Conklin Dairy Video Shows Dairy Cows Being Violently Abused, Says Mercy For Animals (VIDEO)

CLEVELAND (AP/Huffington Post)-- An animal welfare group said Tuesday that a graphic video it secretly recorded shows workers at a dairy farm beating cows with crowbars, stabbing them with pitchforks and punching them in their heads.

The video was recorded in an undercover investigation at Conklin Dairy Farms Inc., said Mercy For Animals, a not-for-profit group that publicizes what it calls cruel practices in the dairy, meat and egg industries and promotes a vegan diet.

The video shows workers at the federally-subsidized farm holding down newborn calves and stomping on their heads. It shows one worker wiring a cow's nose to a metal bar near the ground and repeatedly beating it with another bar while it bleeds.

Conklin Dairy Farms, a fourth-generation family operation based in Plain City, said it takes the care of its cows and calves very seriously and had reviewed the video.

"The video shows animal care that is clearly inconsistent with the high standards we set for our farm and its workers, and we find the specific mistreatment shown on the video to be reprehensible and unacceptable," Gary Conklin, of Conklin Dairy Cattle Sales LLC, said Tuesday night in an e-mailed statement. "We will not condone animal abuse on our farm."

The company said it would interview its farm workers and anyone found to have willfully abused the cows or calves would be fired.

Since 1995, Conklin Dairy Farms has received almost $36,000 in federal farm subsidies, according to a database of farm subsidies maintained by the Environmental Working Group. In 2009, the U.S. Department of Agriculture gave Conklin Farms almost $12,000.

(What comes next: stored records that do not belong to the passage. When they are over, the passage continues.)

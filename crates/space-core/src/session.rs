//! Ambient Session coordinator.
//!
//! Owns what every page shares (the durable selection store, the handoff
//! channel and the playback controller) plus the backdrop (the single
//! ambient visual setting) and the navigation history.  Pages never touch the
//! store or the audio output directly.
//!
//! Navigation:
//!   - `navigate(to, payload)`: forward; tears down the current page, then
//!     hands `payload` to `to`.
//!   - `back()` / `reload()`: re-enter without a payload.
//!   - `mount()`: called by the page that was just entered; receives the
//!     payload and applies its background / sound side effects.

use tracing::{debug, info};

use crate::handoff::{resolve_background, HandoffChannel};
use crate::model::{FavoriteSet, FavoriteState, MediaItem, NavigationPayload, Route};
use crate::playback::{AmbientPlayback, PendingStart, SoundToggle};
use crate::store::SelectionStore;

/// What the page background currently shows.
#[derive(Debug, Clone, PartialEq, Eq, Default)]
pub enum Backdrop {
    #[default]
    DefaultColor,
    Image(String),
}

impl Backdrop {
    pub fn image_url(&self) -> Option<&str> {
        match self {
            Backdrop::DefaultColor => None,
            Backdrop::Image(url) => Some(url),
        }
    }
}

/// Result of mounting the current page.
#[derive(Debug)]
pub struct MountedPage {
    pub route: Route,
    pub payload: Option<NavigationPayload>,
    /// Start request issued by the terminal page's entry sound.
    pub pending_start: Option<PendingStart>,
}

pub struct AmbientSession {
    store: SelectionStore,
    handoff: HandoffChannel,
    playback: AmbientPlayback,
    backdrop: Backdrop,
    route: Route,
    history: Vec<Route>,
}

impl AmbientSession {
    pub fn new(store: SelectionStore, playback: AmbientPlayback) -> Self {
        Self {
            store,
            handoff: HandoffChannel::new(),
            playback,
            backdrop: Backdrop::DefaultColor,
            route: Route::Home,
            history: Vec::new(),
        }
    }

    pub fn route(&self) -> Route {
        self.route
    }

    pub fn backdrop(&self) -> &Backdrop {
        &self.backdrop
    }

    pub fn can_go_back(&self) -> bool {
        !self.history.is_empty()
    }

    // ── navigation ────────────────────────────────────────────────────────────

    pub fn navigate(&mut self, to: Route, payload: Option<NavigationPayload>) {
        info!("session: {} -> {}", self.route, to);
        self.leave();
        self.history.push(self.route);
        match payload {
            Some(payload) => self.handoff.send(to, payload),
            None => self.handoff.clear(),
        }
        self.enter(to);
    }

    /// History back.  Returns the route now shown.
    pub fn back(&mut self) -> Route {
        let to = self.history.pop().unwrap_or(Route::Home);
        info!("session: back {} -> {}", self.route, to);
        self.leave();
        self.handoff.clear();
        self.enter(to);
        to
    }

    pub fn reload(&mut self) {
        info!("session: reload {}", self.route);
        self.leave();
        self.handoff.clear();
        self.enter(self.route);
    }

    /// Receive the handoff for the current route and apply the page's
    /// background and sound side effects.
    pub fn mount(&mut self) -> MountedPage {
        let route = self.route;
        let payload = self.handoff.receive(route);
        let mut pending_start = None;

        match route {
            Route::Breath | Route::Favorites => {
                match resolve_background(route, payload.as_ref(), self.store.background()) {
                    Some(url) => self.select_background(&url),
                    None => self.backdrop = Backdrop::DefaultColor,
                }
            }
            Route::Sound => {
                if let Some(url) = self.store.background() {
                    self.backdrop = Backdrop::Image(url);
                }
            }
            Route::FinalPage => {
                if let Some(url) =
                    resolve_background(route, payload.as_ref(), self.store.background())
                {
                    self.backdrop = Backdrop::Image(url);
                }
                if let Some(NavigationPayload::SessionReady {
                    audio: Some(audio), ..
                }) = &payload
                {
                    pending_start = self.playback.play_on_entry(audio);
                }
            }
            Route::Home | Route::Details => {}
        }

        debug!(
            "session: mounted {} (payload: {}, backdrop: {:?})",
            route,
            payload.is_some(),
            self.backdrop
        );
        MountedPage {
            route,
            payload,
            pending_start,
        }
    }

    /// Teardown of the page being left.  Audio is released unconditionally.
    fn leave(&mut self) {
        self.playback.release();
        if self.route.owns_backdrop() {
            self.backdrop = Backdrop::DefaultColor;
        }
    }

    fn enter(&mut self, route: Route) {
        self.route = route;
        self.playback.enter_page();
    }

    // ── background ────────────────────────────────────────────────────────────

    pub fn stored_background(&self) -> Option<String> {
        self.store.background()
    }

    /// Show `url` and write it through to the durable store.
    pub fn select_background(&mut self, url: &str) {
        self.backdrop = Backdrop::Image(url.to_string());
        self.store.set_background(url);
    }

    /// Back to the default color, forgetting the durable selection.
    pub fn reset_background(&mut self) {
        self.backdrop = Backdrop::DefaultColor;
        self.store.clear_background();
    }

    // ── favorites ─────────────────────────────────────────────────────────────

    pub fn favorites(&self) -> FavoriteSet {
        self.store.favorites()
    }

    pub fn toggle_favorite(&mut self, item: &MediaItem) -> FavoriteState {
        self.store.toggle_favorite(item).0
    }

    // ── sound ─────────────────────────────────────────────────────────────────

    pub fn playback(&self) -> &AmbientPlayback {
        &self.playback
    }

    pub fn playback_mut(&mut self) -> &mut AmbientPlayback {
        &mut self.playback
    }

    pub fn set_background_sound(&mut self, url: &str) -> SoundToggle {
        self.playback.set_background_sound(url)
    }

    pub fn stop_sound(&mut self) -> bool {
        self.playback.stop()
    }

    /// Final teardown before exit.
    pub fn shutdown(&mut self) {
        self.leave();
    }
}

#[cfg(test)]
mod tests {
    use super::*;
    use crate::playback::testing::{Call, RecordingOutput};
    use crate::store::MemoryStore;

    fn session() -> (AmbientSession, RecordingOutput) {
        let output = RecordingOutput::new();
        let session = AmbientSession::new(
            SelectionStore::new(MemoryStore::new()),
            AmbientPlayback::new(output.clone()),
        );
        (session, output)
    }

    #[test]
    fn breath_persists_the_handed_background() {
        let (mut s, _) = session();
        s.navigate(
            Route::Breath,
            Some(NavigationPayload::BackgroundChosen {
                updated_background: Some("B".into()),
            }),
        );
        s.mount();
        assert_eq!(s.backdrop(), &Backdrop::Image("B".into()));
        assert_eq!(s.stored_background().as_deref(), Some("B"));
    }

    #[test]
    fn leaving_breath_restores_default_color() {
        let (mut s, _) = session();
        s.select_background("A");
        s.navigate(Route::Breath, None);
        s.mount();
        assert_eq!(s.backdrop(), &Backdrop::Image("A".into()));

        s.navigate(Route::Details, None);
        s.mount();
        assert_eq!(s.backdrop(), &Backdrop::DefaultColor);
    }

    #[test]
    fn sound_page_restores_durable_background_without_payload() {
        let (mut s, _) = session();
        s.select_background("A");
        s.navigate(Route::Sound, None);
        s.mount();
        assert_eq!(s.backdrop().image_url(), Some("A"));
    }

    #[test]
    fn back_navigation_receives_nothing() {
        let (mut s, _) = session();
        s.navigate(Route::Breath, None);
        s.mount();
        s.navigate(
            Route::Sound,
            Some(NavigationPayload::BackgroundChosen {
                updated_background: Some("B".into()),
            }),
        );
        assert!(s.mount().payload.is_some());
        assert_eq!(s.back(), Route::Breath);
        assert!(s.mount().payload.is_none());
        assert_eq!(s.back(), Route::Home);
        assert!(!s.can_go_back());
    }

    #[test]
    fn reset_forgets_durable_background() {
        let (mut s, _) = session();
        s.navigate(Route::Breath, None);
        s.select_background("A");
        s.reset_background();
        assert_eq!(s.backdrop(), &Backdrop::DefaultColor);
        assert_eq!(s.stored_background(), None);

        s.reload();
        s.mount();
        assert_eq!(s.backdrop(), &Backdrop::DefaultColor);
    }

    #[test]
    fn any_navigation_releases_sound() {
        let (mut s, output) = session();
        s.navigate(Route::Sound, None);
        s.mount();
        let _ = s.set_background_sound("u");
        assert!(s.playback().is_active());

        s.navigate(Route::FinalPage, None);
        assert!(!s.playback().is_active());
        assert_eq!(output.device_playing(), None);
        assert_eq!(output.calls(), vec![Call::Start("u".into()), Call::Stop]);
    }

    #[test]
    fn toggle_favorite_goes_through_store() {
        let (mut s, _) = session();
        let item = MediaItem {
            id: "1".into(),
            alt_text: "lake".into(),
            preview_urls: Default::default(),
            original_url: "https://img.example/1.jpg".into(),
        };
        assert_eq!(s.toggle_favorite(&item), FavoriteState::Favorited);
        assert!(s.favorites().contains("1"));
        assert_eq!(s.toggle_favorite(&item), FavoriteState::NotFavorited);
        assert!(s.favorites().is_empty());
    }
}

Last year, Mercy For Animals, which is based in Chicago, released a video showing workers at an Iowa egg hatchery tossing male chicks into a grinder. Industry groups said such instantaneous euthanasia was a common practice because male chicks can't lay eggs or be raised quickly enough to be sold for meat.

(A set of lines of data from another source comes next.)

//! Ambient Playback Controller: owns at most one looping background sound.
//!
//! The controller never plays audio itself.  It drives an [`AudioOutput`],
//! whose requests are applied strictly in the order they were issued, and
//! keeps the single [`AmbientAudioHandle`] that describes what the output was
//! last asked to play.
//!
//! ```text
//!   set_background_sound(u)   none playing      -> start u
//!                             u playing         -> stop          (toggle)
//!                             v playing         -> stop v, start u
//!   play_on_entry(u)          first call        -> (stop), start u
//!                             same page entry   -> ignored
//!   stop() / release()        anything playing  -> stop
//! ```
//!
//! A start is only confirmed later, when the output acknowledges it.  If the
//! handle was stopped or replaced in the meantime the acknowledgement is stale
//! and ignored: the stop was queued behind the start, so the output ends up
//! silent.

use tokio::sync::oneshot;
use tracing::{debug, info, warn};

use crate::error::PlaybackError;

/// Resolves once the output has started (or refused) a requested sound.
pub type StartAck = oneshot::Receiver<Result<(), PlaybackError>>;

/// Something that can loop one sound at a time.
///
/// Both calls only enqueue work and must not block; the output applies them
/// in call order.
pub trait AudioOutput: Send {
    fn start_loop(&mut self, url: &str) -> StartAck;
    fn stop(&mut self);
}

/// Output used when no player is available.  Every start is refused.
pub struct SilentOutput {
    reason: String,
}

impl SilentOutput {
    pub fn new(reason: impl Into<String>) -> Self {
        Self {
            reason: reason.into(),
        }
    }
}

impl AudioOutput for SilentOutput {
    fn start_loop(&mut self, _url: &str) -> StartAck {
        let (tx, rx) = oneshot::channel();
        let _ = tx.send(Err(PlaybackError::Denied(self.reason.clone())));
        rx
    }

    fn stop(&mut self) {}
}

#[derive(Debug, Clone, Copy, PartialEq, Eq, Hash)]
pub struct PlaybackTicket(u64);

#[derive(Debug, Clone, Copy, PartialEq, Eq)]
pub enum HandleState {
    /// Requested, not yet acknowledged by the output.
    Starting,
    Playing,
}

#[derive(Debug, Clone, PartialEq, Eq)]
pub struct AmbientAudioHandle {
    pub ticket: PlaybackTicket,
    pub source_url: String,
    pub state: HandleState,
}

impl AmbientAudioHandle {
    pub fn playing(&self) -> bool {
        self.state == HandleState::Playing
    }
}

/// A start request waiting for the output's acknowledgement.
#[derive(Debug)]
pub struct PendingStart {
    pub ticket: PlaybackTicket,
    ack: StartAck,
}

impl PendingStart {
    /// Wait for the output.  A dropped acknowledgement counts as
    /// `OutputClosed`.
    pub async fn settle(self) -> (PlaybackTicket, Result<(), PlaybackError>) {
        let result = self.ack.await.unwrap_or(Err(PlaybackError::OutputClosed));
        (self.ticket, result)
    }
}

/// Result of selecting a background sound.
#[derive(Debug)]
pub enum SoundToggle {
    Started(PendingStart),
    /// The same sound was selected again and is now stopped.
    Stopped,
}

pub struct AmbientPlayback {
    output: Box<dyn AudioOutput>,
    current: Option<AmbientAudioHandle>,
    next_ticket: u64,
    /// Incremented on every page entry; `play_on_entry` fires once per value.
    entry: u64,
    played_entry: Option<u64>,
}

impl AmbientPlayback {
    pub fn new(output: impl AudioOutput + 'static) -> Self {
        Self {
            output: Box::new(output),
            current: None,
            next_ticket: 1,
            entry: 0,
            played_entry: None,
        }
    }

    pub fn handle(&self) -> Option<&AmbientAudioHandle> {
        self.current.as_ref()
    }

    pub fn is_active(&self) -> bool {
        self.current.is_some()
    }

    pub fn current_url(&self) -> Option<&str> {
        self.current.as_ref().map(|h| h.source_url.as_str())
    }

    /// Select `url` as the background sound.  Selecting the sound that is
    /// already playing stops it instead.
    pub fn set_background_sound(&mut self, url: &str) -> SoundToggle {
        if self.current_url() == Some(url) {
            self.stop_current("toggled off");
            return SoundToggle::Stopped;
        }
        SoundToggle::Started(self.start(url))
    }

    /// Stop whatever is playing.  Returns `false` when nothing was.
    pub fn stop(&mut self) -> bool {
        self.stop_current("stop requested")
    }

    /// Mark the start of a new page entry.
    pub fn enter_page(&mut self) {
        self.entry += 1;
    }

    /// Start `url` unconditionally, at most once per page entry.  A second
    /// call during the same entry returns `None`.
    pub fn play_on_entry(&mut self, url: &str) -> Option<PendingStart> {
        if self.played_entry == Some(self.entry) {
            debug!("playback: entry {} already started a sound", self.entry);
            return None;
        }
        self.played_entry = Some(self.entry);
        Some(self.start(url))
    }

    /// Apply the output's answer to a start request.  Returns `true` when the
    /// answer concerned the live handle.
    pub fn confirm_start(
        &mut self,
        ticket: PlaybackTicket,
        result: Result<(), PlaybackError>,
    ) -> bool {
        let is_current = self.current.as_ref().map(|h| h.ticket) == Some(ticket);
        match result {
            Ok(()) if is_current => {
                if let Some(handle) = self.current.as_mut() {
                    handle.state = HandleState::Playing;
                    info!("playback: playing {}", handle.source_url);
                }
                true
            }
            Ok(()) => {
                debug!("playback: stale start ack {:?} ignored", ticket);
                false
            }
            Err(e) => {
                warn!("playback: {}", e);
                if is_current {
                    self.current = None;
                }
                is_current
            }
        }
    }

    /// Page teardown: stop and drop the handle whether or not the page ever
    /// asked for it.
    pub fn release(&mut self) {
        self.stop_current("released");
    }

    fn start(&mut self, url: &str) -> PendingStart {
        self.stop_current("replaced");
        let ticket = PlaybackTicket(self.next_ticket);
        self.next_ticket += 1;
        let ack = self.output.start_loop(url);
        info!("playback: starting {} ({:?})", url, ticket);
        self.current = Some(AmbientAudioHandle {
            ticket,
            source_url: url.to_string(),
            state: HandleState::Starting,
        });
        PendingStart { ticket, ack }
    }

    fn stop_current(&mut self, why: &str) -> bool {
        match self.current.take() {
            Some(handle) => {
                self.output.stop();
                info!("playback: stopped {} ({})", handle.source_url, why);
                true
            }
            None => false,
        }
    }
}

impl Drop for AmbientPlayback {
    fn drop(&mut self) {
        self.release();
    }
}

#[cfg(test)]
pub(crate) mod testing {
    use super::*;
    use std::sync::{Arc, Mutex};

    #[derive(Debug, Clone, PartialEq, Eq)]
    pub enum Call {
        Start(String),
        Stop,
    }

    #[derive(Default)]
    struct Shared {
        calls: Vec<Call>,
        playing: Option<String>,
        held: Vec<oneshot::Sender<Result<(), PlaybackError>>>,
    }

    /// Records calls and models a device that applies them in order.
    #[derive(Clone, Default)]
    pub struct RecordingOutput {
        shared: Arc<Mutex<Shared>>,
        hold_acks: bool,
    }

    impl RecordingOutput {
        pub fn new() -> Self {
            Self::default()
        }

        /// Keep acknowledgements pending until `release_acks` is called.
        pub fn holding_acks() -> Self {
            Self {
                hold_acks: true,
                ..Self::default()
            }
        }

        pub fn calls(&self) -> Vec<Call> {
            self.shared.lock().unwrap().calls.clone()
        }

        pub fn device_playing(&self) -> Option<String> {
            self.shared.lock().unwrap().playing.clone()
        }

        pub fn release_acks(&self) {
            let held: Vec<_> = self.shared.lock().unwrap().held.drain(..).collect();
            for tx in held {
                let _ = tx.send(Ok(()));
            }
        }
    }

    impl AudioOutput for RecordingOutput {
        fn start_loop(&mut self, url: &str) -> StartAck {
            let (tx, rx) = oneshot::channel();
            let mut shared = self.shared.lock().unwrap();
            shared.calls.push(Call::Start(url.to_string()));
            shared.playing = Some(url.to_string());
            if self.hold_acks {
                shared.held.push(tx);
            } else {
                let _ = tx.send(Ok(()));
            }
            rx
        }

        fn stop(&mut self) {
            let mut shared = self.shared.lock().unwrap();
            shared.calls.push(Call::Stop);
            shared.playing = None;
        }
    }
}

Mercy For Animals' executive director, Nathan Runkle, said the cow video was shot between April 28 and Sunday by an undercover worker at the dairy, about 25 miles northwest of Columbus. He said the documented abuse violates Ohio's anti-animal cruelty statute.

In 2009, Ohio voters passed a state constitutional amendment that authorized the creation of the Ohio Livestock Care Standards Board. The board is currently soliciting comments, reports the Cleveland Plain Dealer.

Mercy For Animals presented the video and the evidence it collected to the prosecutor's office in Marysville. The prosecutor's office didn't respond to a request for comment late Tuesday.